Stored data entries:
"""

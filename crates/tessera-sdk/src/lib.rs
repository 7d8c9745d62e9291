//! # tessera-sdk
//!
//! Contract-interaction pipeline for EVM-style ledgers.
//!
//! ## Features
//!
//! - **ABI**: type grammar, head/tail argument encoding and decoding
//! - **Transport**: JSON-RPC exchange over a Unix socket (IPC) or HTTP
//! - **RpcClient**: envelope tagging, batching and method wrappers
//! - **CallOrchestrator**: overload resolution and confirmation with resubmission
//!
//! ## Quick Start
//!
//! ```rust,no_run
//! use tessera_sdk::{CallOrchestrator, OrchestratorConfig, RpcClient};
//! use tessera_sdk::transport::IpcTransport;
//!
//! #[tokio::main]
//! async fn main() -> Result<(), Box<dyn std::error::Error>> {
//!     let mut client = RpcClient::new(IpcTransport::default());
//!     client.connect().await?;
//!     println!("block {}", client.block_number().await?);
//!
//!     let mut orchestrator = CallOrchestrator::new(client, OrchestratorConfig::default());
//!     let deployment = orchestrator.deploy(&hex::decode("6000600055")?).await?;
//!     println!("deployed at {:?}", deployment.address);
//!     Ok(())
//! }
//! ```
//!
//! ## Batching
//!
//! ```rust
//! use tessera_sdk::{MockTransport, RpcClient};
//!
//! # #[tokio::main(flavor = "current_thread")]
//! # async fn main() -> Result<(), tessera_sdk::SdkError> {
//! let mut client = RpcClient::new(MockTransport::new());
//! client.queue("eth_blockNumber", vec![]);
//! client.queue("eth_coinbase", vec![]);
//! let results = client.flush_batch().await?;
//! assert_eq!(results.len(), 2);
//! # Ok(())
//! # }
//! ```

#![warn(missing_docs)]
#![warn(clippy::all)]

pub mod abi;
mod client;
pub mod contract;
pub mod envelope;
mod error;
mod methods;
pub mod orchestrator;
pub mod transport;
pub mod types;

// Re-export main types
pub use client::RpcClient;
pub use contract::{Contract, FunctionDef};
pub use error::SdkError;
pub use methods::KNOWN_METHODS;
pub use orchestrator::{CallOrchestrator, ConfirmationState, OrchestratorConfig};
pub use transport::MockTransport;

/// Re-export Transport trait for custom implementations
pub use transport::Transport;

#[cfg(feature = "http")]
pub use transport::HttpTransport;

#[cfg(unix)]
pub use transport::IpcTransport;

// Re-export primitives for convenience
pub use primitive_types::{H160 as Address, H256, U256};
pub use types::{BlockId, Deployment, Receipt, TransactionRequest};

"""

> [What the exercise asks]:
Output exactly what runs from the line with "pub use methods::KNOWN_METHODS;" to the final line above, both lines included, and nothing else.

> [Written answer]:
pub use methods::KNOWN_METHODS;
pub use orchestrator::{CallOrchestrator, ConfirmationState, OrchestratorConfig};
pub use transport::MockTransport;

/// Re-export Transport trait for custom implementations
pub use transport::Transport;

#[cfg(feature = "http")]
pub use transport::HttpTransport;

#[cfg(unix)]
pub use transport::IpcTransport;

// Re-export primitives for convenience
pub use primitive_types::{H160 as Address, H256, U256};
pub use types::{BlockId, Deployment, Receipt, TransactionRequest};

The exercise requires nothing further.